Estamos ante un hecho que no solo fue notorio en la aparición de las novelas, pues en la arquitectura también tuvo.

un correlato preciso:

cuando miramos The reading girl, de Theodore Roussel, las causas del miedo a la lectura silente se muestran con toda su fuerza: la joven está completamente desnuda, abandonada a sus pasiones y sus sueños y, por supuesto, tiene un libro en las manos. Confieso que, aunque es imposible saber qué dicen esas páginas, yo siempre he estado seguro de que se trata de una novela, aunque no alcanzo a decidirme si es Madame Bovary. Si la miramos con cierta calma, la pintura de Roussel no solo muestra la lejanía del mundo, la vida interior que le suelta la rienda a las pasiones y la perdición que se agazapa en esos renglones; en ella también está claro que esa mujer tiene un espacio privado en su casa y está más allá de las miradas.
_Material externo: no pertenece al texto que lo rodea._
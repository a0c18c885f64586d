//! Domain rules shared by the database and API layers.
//!
//! Nothing in this crate performs I/O.

pub mod error;
pub mod linking;
pub mod patch;
pub mod scopes;
pub mod types;
pub mod validation;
La joven lectora actúa de esa manera porque la arquitectura también ha cambiado: a mediados del siglo xix –los tiempos del señorío del individuo, la novela y del momento en que Roussel pintó su cuadro– ya era perfectamente claro que en los hogares pudientes existía un mundo que resguardaba lo privado. Las herencias del romanticismo que permitieron el florecimiento del amor dieron paso a la creación de la recámara que se encontraba lejos de los espacios públicos de la casa. En ese lugar no solo transcurría la historia secreta del matrimonio, pues esas paredes –que todo lo ocultaban a las miradas– también permitían que la soledad se abriera a un mundo de palabras, a las novelas que revelaban todo aquello que podía vivirse.
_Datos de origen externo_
//! "Not yet linked" queries for the add-existing pickers.
//!
//! For a candidate type `T` and a link table, the query returns every `T`
//! the user owns that has no link row against the target:
//!
//! ```text
//! SELECT t.* FROM <T> t
//! LEFT JOIN <link> l ON l.<candidate_fk> = t.id AND l.<target_fk> = $target
//! WHERE <owner> = $owner AND l.id IS NULL
//! ```
//!
//! It runs as one statement so the result is consistent with the link
//! table at that moment. Only the candidate side is owner-checked; callers
//! verify the target before asking.

use fabula_core::types::DbId;
use sqlx::PgPool;

use crate::ownership::{OwnedEntity, WorkScoped};

/// Describes a link table from the point of view of an availability query.
#[derive(Debug, Clone, Copy)]
pub struct LinkTable {
    pub table: &'static str,
    /// Column referencing the candidate row.
    pub candidate_fk: &'static str,
    /// Column referencing the target row.
    pub target_fk: &'static str,
    /// Candidate and target are the same kind of row, so the target itself
    /// is never a candidate.
    pub reflexive: bool,
}

/// Characters not yet cast in a work.
pub const CAST: LinkTable = LinkTable {
    table: "character_in_work",
    candidate_fk: "character_id",
    target_fk: "work_id",
    reflexive: false,
};

/// Locations not yet linked into a work.
pub const WORK_LOCATIONS: LinkTable = LinkTable {
    table: "location_in_work",
    candidate_fk: "location_id",
    target_fk: "work_id",
    reflexive: false,
};

/// Cast entries a given cast entry has no outgoing relationship to.
pub const RELATIONSHIPS: LinkTable = LinkTable {
    table: "relationships",
    candidate_fk: "to_id",
    target_fk: "from_id",
    reflexive: true,
};

/// Cast entries not yet participating in an event.
pub const EVENT_PARTICIPANTS: LinkTable = LinkTable {
    table: "event_participants",
    candidate_fk: "character_in_work_id",
    target_fk: "event_id",
    reflexive: false,
};

/// Build the availability query.
///
/// Binds: `$1` owner, `$2` target, `$3` work (only when `work_column` is set).
pub(crate) fn available_sql<T: OwnedEntity>(link: &LinkTable, work_column: Option<&str>) -> String {
    let mut query = format!(
        "SELECT {cols} FROM {table} t {join} \
         LEFT JOIN {link} l ON l.{candidate_fk} = t.id AND l.{target_fk} = $2 \
         WHERE {owner} = $1 AND l.id IS NULL",
        cols = T::COLUMNS,
        table = T::TABLE,
        join = T::OWNER_JOIN,
        link = link.table,
        candidate_fk = link.candidate_fk,
        target_fk = link.target_fk,
        owner = T::OWNER_COLUMN,
    );
    if let Some(column) = work_column {
        query.push_str(&format!(" AND {column} = $3"));
    }
    if link.reflexive {
        query.push_str(" AND t.id <> $2");
    }
    query.push_str(&format!(" ORDER BY {}", T::ORDER_BY));
    query
}

/// Rows of `T` owned by `owner_id` that have no `link` row against `target_id`.
pub async fn list_available<T: OwnedEntity>(
    pool: &PgPool,
    link: &LinkTable,
    owner_id: DbId,
    target_id: DbId,
) -> Result<Vec<T>, sqlx::Error> {
    let query = available_sql::<T>(link, None);
    sqlx::query_as::<_, T>(&query)
        .bind(owner_id)
        .bind(target_id)
        .fetch_all(pool)
        .await
}

/// Like [`list_available`], restricted to candidates attached to `work_id`.
///
/// Used when both sides of the link are work-scoped (relationships, event
/// participants) and candidates from other works must not be offered.
pub async fn list_available_in_work<T: WorkScoped>(
    pool: &PgPool,
    link: &LinkTable,
    owner_id: DbId,
    target_id: DbId,
    work_id: DbId,
) -> Result<Vec<T>, sqlx::Error> {
    let query = available_sql::<T>(link, Some(T::WORK_COLUMN));
    sqlx::query_as::<_, T>(&query)
        .bind(owner_id)
        .bind(target_id)
        .bind(work_id)
        .fetch_all(pool)
        .await
}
Ante estos hechos, el miedo se hizo presente y el combate al silencio se hizo presente: si las personas leían en voz alta era imposible ocultar las palabras y ellas quedaban atadas a las exigencias de los otros. El silencio rasgado no podía ocultar el pecado que estaba a punto de cometerse. Y, además, había que enfrentarse a los libros que llevaban al silencio, a la imaginación desbocada. Por esta razón, “las múltiples prohibiciones dictadas por las autoridades […] contra la literatura de ficción han de ser entendidas en relación con el temor que provocaba una práctica de lectura que tornaba borrosa en los lectores la frontera entre lo real y lo imaginario”.